Teaching Timbuktu

Teaching Teachers                 Teaching the Community

March 12, 2015: As part of our ongoing TEACHING TIMBUKTU project, one of our Mali teachers Macky TALL was active once again with Third Grade students studying the Empire of Mali for the Virginia SOL.  This requires students to learn about :

*  the geography of the medieval West African Mali Empire, based on trade along the River Niger, Africa’s third greatest water source; and about the trade that made Mali rich: especially gold from the south was traded for salt from the Sahara desert. Salt was so important for preserving food and health, and salt literally was “worth its own weight in gold.”

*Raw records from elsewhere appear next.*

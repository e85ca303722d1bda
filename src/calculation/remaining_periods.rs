//! Remaining period selection.
//!
//! A period is remaining only while the elapsed day count has not reached
//! its start day. On a boundary day such as day 10 the "Days 6-10" period is
//! therefore no longer remaining, even though day 10 belongs to it.

use rust_decimal::Decimal;

use crate::models::{AuditStep, CurvePeriod, DisbursementCurve};

/// The periods still ahead in the month, including the audit step.
#[derive(Debug, Clone)]
pub struct RemainingPeriodsResult {
    /// The remaining periods in curve order.
    pub periods: Vec<CurvePeriod>,
    /// Sum of the remaining periods' historical percentages.
    pub total_percent: Decimal,
    /// The audit step recording this selection.
    pub audit_step: AuditStep,
}

/// Selects the curve periods whose start day is after `days_elapsed`.
///
/// # Examples
///
/// ```
/// use disbursement_projection::calculation::select_remaining_periods;
/// use disbursement_projection::models::DisbursementCurve;
///
/// let result = select_remaining_periods(10, DisbursementCurve::standard(), 4);
/// assert_eq!(result.periods.len(), 4);
/// assert_eq!(result.periods[0].label, "Days 11-15");
/// ```
pub fn select_remaining_periods(
    days_elapsed: u32,
    curve: &DisbursementCurve,
    step_number: u32,
) -> RemainingPeriodsResult {
    let periods: Vec<CurvePeriod> = curve
        .periods()
        .iter()
        .filter(|p| p.start_day > days_elapsed)
        .cloned()
        .collect();
    let total_percent: Decimal = periods.iter().map(|p| p.percent).sum();

    let labels: Vec<&str> = periods.iter().map(|p| p.label.as_str()).collect();
    let reasoning = if periods.is_empty() {
        format!("Day {} - no periods remain in the month", days_elapsed)
    } else {
        format!(
            "After day {}: {} remain, {}% of the month",
            days_elapsed,
            labels.join(", "),
            total_percent.normalize()
        )
    };

    let audit_step = AuditStep {
        step_number,
        rule_id: "remaining_periods".to_string(),
        rule_name: "Remaining Periods".to_string(),
        input: serde_json::json!({
            "days_elapsed": days_elapsed
        }),
        output: serde_json::json!({
            "periods": labels,
            "total_percent": total_percent.normalize().to_string()
        }),
        reasoning,
    };

    RemainingPeriodsResult {
        periods,
        total_percent,
        audit_step,
    }
}
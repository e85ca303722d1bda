//! Per-period projection functionality.
//!
//! Two views are produced for every remaining period: what it will disburse
//! if the observed pace holds, and what it must disburse for the month to
//! land on target.

use rust_decimal::Decimal;

use crate::models::{AuditStep, CurvePeriod};

/// The result of projecting the remaining periods at the current pace.
#[derive(Debug, Clone)]
pub struct PaceProjectionResult {
    /// Projected amount per remaining period, in period order.
    pub amounts: Vec<Decimal>,
    /// Amount disbursed so far plus every projected amount.
    pub total_projected: Decimal,
    /// The audit step recording this calculation.
    pub audit_step: AuditStep,
}

/// Projects each remaining period at the implied monthly pace.
///
/// Each period gets `implied_total * percent / 100`, and the month total is
/// the amount already disbursed plus those projections, summed in period
/// order.
///
/// # Arguments
///
/// * `periods` - The remaining periods in curve order
/// * `implied_total` - The extrapolated month-end total
/// * `amount_disbursed` - The amount disbursed so far
/// * `step_number` - The step number for audit trail sequencing
pub fn project_at_pace(
    periods: &[CurvePeriod],
    implied_total: Decimal,
    amount_disbursed: Decimal,
    step_number: u32,
) -> PaceProjectionResult {
    let mut total_projected = amount_disbursed;
    let mut amounts = Vec::with_capacity(periods.len());

    for period in periods {
        let projected = implied_total * period.percent / Decimal::ONE_HUNDRED;
        total_projected += projected;
        amounts.push(projected);
    }

    let reasoning = if periods.is_empty() {
        format!(
            "No periods remain - projected total is the {} already disbursed",
            amount_disbursed.normalize()
        )
    } else {
        format!(
            "{} disbursed + {} remaining periods at {} x period % = {}",
            amount_disbursed.normalize(),
            periods.len(),
            implied_total.round_dp(6).normalize(),
            total_projected.round_dp(6).normalize()
        )
    };

    let audit_step = AuditStep {
        step_number,
        rule_id: "pace_projection".to_string(),
        rule_name: "Projection at Current Pace".to_string(),
        input: serde_json::json!({
            "implied_total": implied_total.normalize().to_string(),
            "amount_disbursed": amount_disbursed.normalize().to_string(),
            "periods": periods.iter().map(|p| p.label.as_str()).collect::<Vec<_>>()
        }),
        output: serde_json::json!({
            "amounts": amounts.iter().map(|a| a.normalize().to_string()).collect::<Vec<_>>(),
            "total_projected": total_projected.normalize().to_string()
        }),
        reasoning,
    };

    PaceProjectionResult {
        amounts,
        total_projected,
        audit_step,
    }
}

/// The result of spreading the remaining target over the remaining periods.
#[derive(Debug, Clone)]
pub struct TargetAllocationResult {
    /// Amount each remaining period must disburse, in period order.
    pub amounts: Vec<Decimal>,
    /// True when the remaining target was spread by historical share.
    pub allocated: bool,
    /// The audit step recording this calculation.
    pub audit_step: AuditStep,
}

/// Spreads the remaining target over the remaining periods.
///
/// Each period receives `remaining_target * percent / total_remaining_percent`,
/// so the amounts sum to the remaining target. A negative remaining target
/// (already over target) is spread the same way. When the remaining periods
/// carry no historical share at all there is nothing to weight by, and the
/// pace amounts are returned unchanged.
///
/// # Arguments
///
/// * `periods` - The remaining periods in curve order
/// * `total_remaining_percent` - Sum of the remaining periods' percentages
/// * `remaining_target` - Target minus the amount disbursed so far
/// * `pace_amounts` - The at-pace projections, used when nothing can be weighted
/// * `step_number` - The step number for audit trail sequencing
pub fn allocate_remaining_target(
    periods: &[CurvePeriod],
    total_remaining_percent: Decimal,
    remaining_target: Decimal,
    pace_amounts: &[Decimal],
    step_number: u32,
) -> TargetAllocationResult {
    let allocated = !periods.is_empty() && total_remaining_percent > Decimal::ZERO;

    let (amounts, reasoning) = if allocated {
        let amounts: Vec<Decimal> = periods
            .iter()
            .map(|p| remaining_target * (p.percent / total_remaining_percent))
            .collect();
        let reasoning = format!(
            "{} still needed, spread across {} periods by share of the remaining {}%",
            remaining_target.normalize(),
            periods.len(),
            total_remaining_percent.normalize()
        );
        (amounts, reasoning)
    } else if periods.is_empty() {
        (
            Vec::new(),
            "No periods remain to allocate the target to".to_string(),
        )
    } else {
        (
            pace_amounts.to_vec(),
            "Remaining periods carry no historical share - keeping the pace projections"
                .to_string(),
        )
    };

    let audit_step = AuditStep {
        step_number,
        rule_id: "target_allocation".to_string(),
        rule_name: "Allocation to Hit Target".to_string(),
        input: serde_json::json!({
            "remaining_target": remaining_target.normalize().to_string(),
            "total_remaining_percent": total_remaining_percent.normalize().to_string()
        }),
        output: serde_json::json!({
            "amounts": amounts.iter().map(|a| a.normalize().to_string()).collect::<Vec<_>>(),
            "allocated": allocated
        }),
        reasoning,
    };

    TargetAllocationResult {
        amounts,
        allocated,
        audit_step,
    }
}

#[cfg(test)]
mod tests {
    use super::*;
    use crate::models::DisbursementCurve;
    use std::str::FromStr;

    fn dec(s: &str) -> Decimal {
        Decimal::from_str(s).unwrap()
    }

    fn periods_after(day: u32) -> Vec<CurvePeriod> {
        DisbursementCurve::standard()
            .periods()
            .iter()
            .filter(|p| p.start_day > day)
            .cloned()
            .collect()
    }

    /// PP-001: pace projection scales each period by the implied total
    #[test]
    fn test_pace_projection_amounts() {
        let periods = periods_after(20);
        let result = project_at_pace(&periods, dec("10"), dec("6"), 5);

        assert_eq!(result.amounts, vec![dec("1.245"), dec("3.93")]);
        assert_eq!(result.total_projected, dec("11.175"));
        assert_eq!(result.audit_step.rule_id, "pace_projection");
    }

    /// PP-002: total projected is disbursed plus the amounts
    #[test]
    fn test_pace_total_is_disbursed_plus_amounts() {
        let periods = periods_after(5);
        let result = project_at_pace(&periods, dec("4.7014574518"), dec("1"), 5);

        let rebuilt = result
            .amounts
            .iter()
            .fold(dec("1"), |acc, amount| acc + *amount);
        assert_eq!(result.total_projected, rebuilt);
    }

    /// PP-003: nothing remaining leaves the disbursed amount
    #[test]
    fn test_pace_projection_with_no_periods() {
        let result = project_at_pace(&[], dec("10"), dec("7.5"), 5);

        assert!(result.amounts.is_empty());
        assert_eq!(result.total_projected, dec("7.5"));
        assert!(result.audit_step.reasoning.contains("No periods remain"));
    }

    /// TA-001: remaining target spread by historical share
    #[test]
    fn test_allocation_by_share() {
        let periods = periods_after(20);
        let result = allocate_remaining_target(&periods, dec("51.75"), dec("4"), &[], 6);

        assert!(result.allocated);
        assert_eq!(result.amounts.len(), 2);
        let sum: Decimal = result.amounts.iter().sum();
        assert!((sum - dec("4")).abs() < dec("0.0000000001"));
        assert_eq!(result.amounts[0].round_dp(4), dec("0.9623"));
        assert_eq!(result.amounts[1].round_dp(4), dec("3.0377"));
    }

    /// TA-002: an overshoot spreads a negative remaining target
    #[test]
    fn test_allocation_of_negative_remaining_target() {
        let periods = periods_after(25);
        let result = allocate_remaining_target(&periods, dec("39.30"), dec("-2"), &[], 6);

        assert_eq!(result.amounts, vec![dec("-2")]);
    }

    /// TA-003: no periods means no allocation
    #[test]
    fn test_allocation_with_no_periods() {
        let result = allocate_remaining_target(&[], Decimal::ZERO, dec("3"), &[], 6);

        assert!(!result.allocated);
        assert!(result.amounts.is_empty());
    }

    /// TA-004: zero-share periods keep the pace projections
    #[test]
    fn test_zero_share_periods_keep_pace_amounts() {
        let periods = vec![
            CurvePeriod::new(16, 20, Decimal::ZERO),
            CurvePeriod::new(21, 31, Decimal::ZERO),
        ];
        let pace = vec![Decimal::ZERO, Decimal::ZERO];
        let result = allocate_remaining_target(&periods, Decimal::ZERO, dec("5"), &pace, 6);

        assert!(!result.allocated);
        assert_eq!(result.amounts, pace);
        assert!(result.audit_step.reasoning.contains("no historical share"));
    }
}
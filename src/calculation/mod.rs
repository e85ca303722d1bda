//! Calculation logic for the disbursement projection engine.
//!
//! This module contains the projection steps: input coercion, expected
//! progress against the disbursement curve, the implied run-rate total,
//! remaining period selection, per-period pace projection and allocation of
//! the remaining target.

mod expected_progress;
mod implied_total;
mod period_projection;
mod projection;
mod remaining_periods;

pub use expected_progress::{
    ExpectedProgressResult, calculate_expected_progress, clamp_day, cumulative_expected_percent,
};
pub use implied_total::{ImpliedTotalResult, calculate_implied_total};
pub use period_projection::{
    PaceProjectionResult, TargetAllocationResult, allocate_remaining_target, project_at_pace,
};
pub use projection::{
    CoercedInput, CoercionResult, calculate_projection, coerce_input, compute_projection,
};
pub use remaining_periods::{RemainingPeriodsResult, select_remaining_periods};
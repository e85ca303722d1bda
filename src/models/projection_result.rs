//! Projection result models.
//!
//! This module contains the [`ProjectionResult`] type and its associated
//! structures that capture every output of a projection, including the
//! per-period breakdown and an audit trace of how each figure was derived.

use rust_decimal::Decimal;
use serde::{Deserialize, Serialize};

/// Whether the month is projected to reach its target.
///
/// # Example
///
/// ```
/// use disbursement_projection::models::ProjectionStatus;
///
/// let json = serde_json::to_string(&ProjectionStatus::OffTrack).unwrap();
/// assert_eq!(json, "\"off_track\"");
/// ```
#[derive(Debug, Clone, Copy, PartialEq, Eq, Hash, Serialize, Deserialize)]
#[serde(rename_all = "snake_case")]
pub enum ProjectionStatus {
    /// The projected total meets or exceeds the target.
    OnTrack,
    /// The projected total falls short of the target.
    OffTrack,
}

/// The projection for one period that has not started yet.
#[derive(Debug, Clone, PartialEq, Eq, Serialize, Deserialize)]
pub struct PeriodProjection {
    /// The period label (e.g., "Days 6-10").
    pub period: String,
    /// The first day of the period.
    pub start_day: u32,
    /// The last day of the period.
    pub end_day: u32,
    /// The period's historical share of the month, in percent.
    pub historical_percent: Decimal,
    /// What the period would disburse if the observed pace continues.
    pub projected_at_pace: Decimal,
    /// What the period needs to disburse for the month to land on target.
    pub projected_to_hit_target: Decimal,
}

/// A single step in the audit trace recording a calculation decision.
#[derive(Debug, Clone, PartialEq, Eq, Serialize, Deserialize)]
pub struct AuditStep {
    /// The sequential step number.
    pub step_number: u32,
    /// The identifier of the rule that was applied.
    pub rule_id: String,
    /// The human-readable name of the rule.
    pub rule_name: String,
    /// The input data for this step.
    pub input: serde_json::Value,
    /// The output data from this step.
    pub output: serde_json::Value,
    /// Human-readable explanation of the decision.
    pub reasoning: String,
}

/// The complete result of a projection.
///
/// Every field is derived from the (coerced) inputs and the curve, so two
/// projections over identical inputs compare equal.
#[derive(Debug, Clone, PartialEq, Eq, Serialize, Deserialize)]
pub struct ProjectionResult {
    /// Share of the month expected to be disbursed by now, in percent.
    pub expected_cumulative_percent: Decimal,
    /// The amount expected to be disbursed by now.
    pub expected_amount: Decimal,
    /// Share of the target actually disbursed, in percent. May exceed 100.
    pub actual_percent: Decimal,
    /// Month-end total extrapolated from the observed pace.
    pub implied_monthly_total: Decimal,
    /// True when there was no pace to extrapolate and the target was used.
    pub implied_total_defaulted: bool,
    /// Projections for the periods that have not started yet, in day order.
    pub remaining_period_projections: Vec<PeriodProjection>,
    /// Sum of the historical percentages of the remaining periods.
    pub total_remaining_percent: Decimal,
    /// Disbursed amount plus every remaining period's projection at pace.
    pub total_projected: Decimal,
    /// Target minus total projected. Positive means a projected shortfall.
    pub gap: Decimal,
    /// Target minus the amount disbursed so far. Negative once over target.
    pub remaining_amount: Decimal,
    /// Days left in the month.
    pub remaining_days: u32,
    /// The steps that produced this result.
    pub audit_trace: Vec<AuditStep>,
}

impl ProjectionResult {
    /// Returns whether the projected total reaches the target.
    pub fn status(&self) -> ProjectionStatus {
        if self.gap <= Decimal::ZERO {
            ProjectionStatus::OnTrack
        } else {
            ProjectionStatus::OffTrack
        }
    }

    /// Returns true when the projected total reaches the target.
    pub fn is_on_track(&self) -> bool {
        self.status() == ProjectionStatus::OnTrack
    }

    /// Returns the average daily disbursement needed over the remaining days.
    ///
    /// At month end the whole remaining amount is attributed to a single day.
    pub fn required_daily_average(&self) -> Decimal {
        self.remaining_amount / Decimal::from(self.remaining_days.max(1))
    }

    /// Returns true when no periods remain to be projected.
    pub fn is_month_complete(&self) -> bool {
        self.remaining_period_projections.is_empty()
    }
}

*  They also have to know about the history of the Lion King, Sunjata Keita who founded his Mali empire in the year 1235; about his grand-nephew Mansa Musa who built the great mosque of Timbuktu in the year 1326 on his return from the pilgrimage to Mecca; and about the decline of Timbuktu and Mali when the last Sonrai dynasty was defeated in the battle of Tondibi in 1591 by invading Moroccan forces who had firearms (the formidable “blunderbuss”) that were previously unknown in Africa. This decline was also due to the expansion of sea trade after 1492, which could carry more gold, ivory, nuts and timber –  and more cheaply – that the cross-Saharan trade on camels.

* the peacefulness of Malian Islam, which is reflective, poetic and has nothing to do with terrorism !  The Islamic University of Timbuktu was world famous in the 15th century for peace studies, theology and humanism – in those days Timbuktu had 25,000 students.

* and students need to know about the griots :  historians, diplomats and praise singers, the poets and musicians who largely ran the Mali Empire.

MackyTeachingTimbuktu

The students of Miss Katz’s class in Mary Munford School  were very knowledgeable already. Macky TALL, our domestic White West African, was impressed with their knowledge and enthusiasm. In addition to knowing about griots, these students have now heard the music of Toumani DIABATE and Ali Farka TOURE.  They also discovered that, before Ali Farka died, these two musicians played together won a Grammy for their amazingly beautiful CD IN THE HEART OF THE MOON.

(That is a “Must Buy” for all 3rd Grade parents and for all Friends of Mali.)

Oh yes! And everyone got to taste AKRA, made by Chef Mamusu at Africainne on Main (at 2nd Street) the delicious, deep-fried Malian bean-flour ancestor of the American ‘hush-puppy’ – for so much of Southern American food and music and culture came from the lands of the glorious Mali Empire, brought to Richmond by our strong and resilient African ancestors who came on slave ships and whose strength and muscles built America as we know it today.